Formatted Text Field pattern

Hi, I need help, I’m having difficult to set a Reg Ex Pattern in a formated text field.
The string have to be this way:
numbers(one digit to 3 digits variable) + one letter (A-I)

Example:
10A
123B
33F
1A

Additional, if is posible I have to accept blank string too.

^(?:\d{1,3}[A-I])?$

Assert position at the beginning of the line.
Open a group:

  • Accept between 1 and 3 digits (0-9)
  • Accept exactly one uppercase letter between A and I

Close the group.
Make the group optional (this allows an empty string to pass).
Assert position at the end of the line.

Might require some minor adjustments to work with the formatted text field.

Thanks for the help, I appreciate it, it works great!

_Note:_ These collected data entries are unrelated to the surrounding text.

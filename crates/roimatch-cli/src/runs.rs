//! Pipeline-run bookkeeping shared by ingestion and training commands.

use std::future::Future;

use roimatch_db::RunType;

const TRIGGER_SOURCE: &str = "cli";

/// Create a run, mark it running, drive `work`, and record the outcome.
///
/// `work` resolves to its output plus the number of records processed. A
/// failure to mark the run as failed is logged and never masks the original
/// error.
pub(crate) async fn tracked<T, F>(
    pool: &sqlx::PgPool,
    run_type: RunType,
    work: F,
) -> anyhow::Result<T>
where
    F: Future<Output = anyhow::Result<(T, i32)>>,
{
    let run = roimatch_db::create_pipeline_run(pool, run_type, TRIGGER_SOURCE).await?;

    if let Err(err) = roimatch_db::start_pipeline_run(pool, run.id).await {
        fail_run_best_effort(pool, run.id, run_type, format!("{err:#}")).await;
        return Err(err.into());
    }

    match work.await {
        Ok((output, records)) => {
            if let Err(err) = roimatch_db::complete_pipeline_run(pool, run.id, records).await {
                fail_run_best_effort(pool, run.id, run_type, format!("{err:#}")).await;
                return Err(err.into());
            }
            tracing::info!(run_id = run.id, %run_type, records, "pipeline run succeeded");
            Ok(output)
        }
        Err(err) => {
            fail_run_best_effort(pool, run.id, run_type, format!("{err:#}")).await;
            Err(err)
        }
    }
}

/// Attempt to mark a pipeline run as failed, logging any secondary error.
async fn fail_run_best_effort(pool: &sqlx::PgPool, run_id: i64, run_type: RunType, message: String) {
    if let Err(mark_err) = roimatch_db::fail_pipeline_run(pool, run_id, &message).await {
        tracing::error!(
            run_id,
            error = %mark_err,
            "failed to mark {run_type} run as failed"
        );
    }
}

/// Saturating conversion for `records_processed`.
pub(crate) fn record_count<N: TryInto<i32>>(n: N) -> i32 {
    n.try_into().unwrap_or(i32::MAX)
}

In case you really want to get into regular expressions, I’ve always found it easiest to read them as nondeterministic finite automata.

That is, you read the string you want to check, character by character. For each character, you check if you can pass into a new state in the regex (go to a new regex part). Or perhaps you stay in the same part, or perhaps there are no options left and the string is refused.

After that, it’s just learning the syntax.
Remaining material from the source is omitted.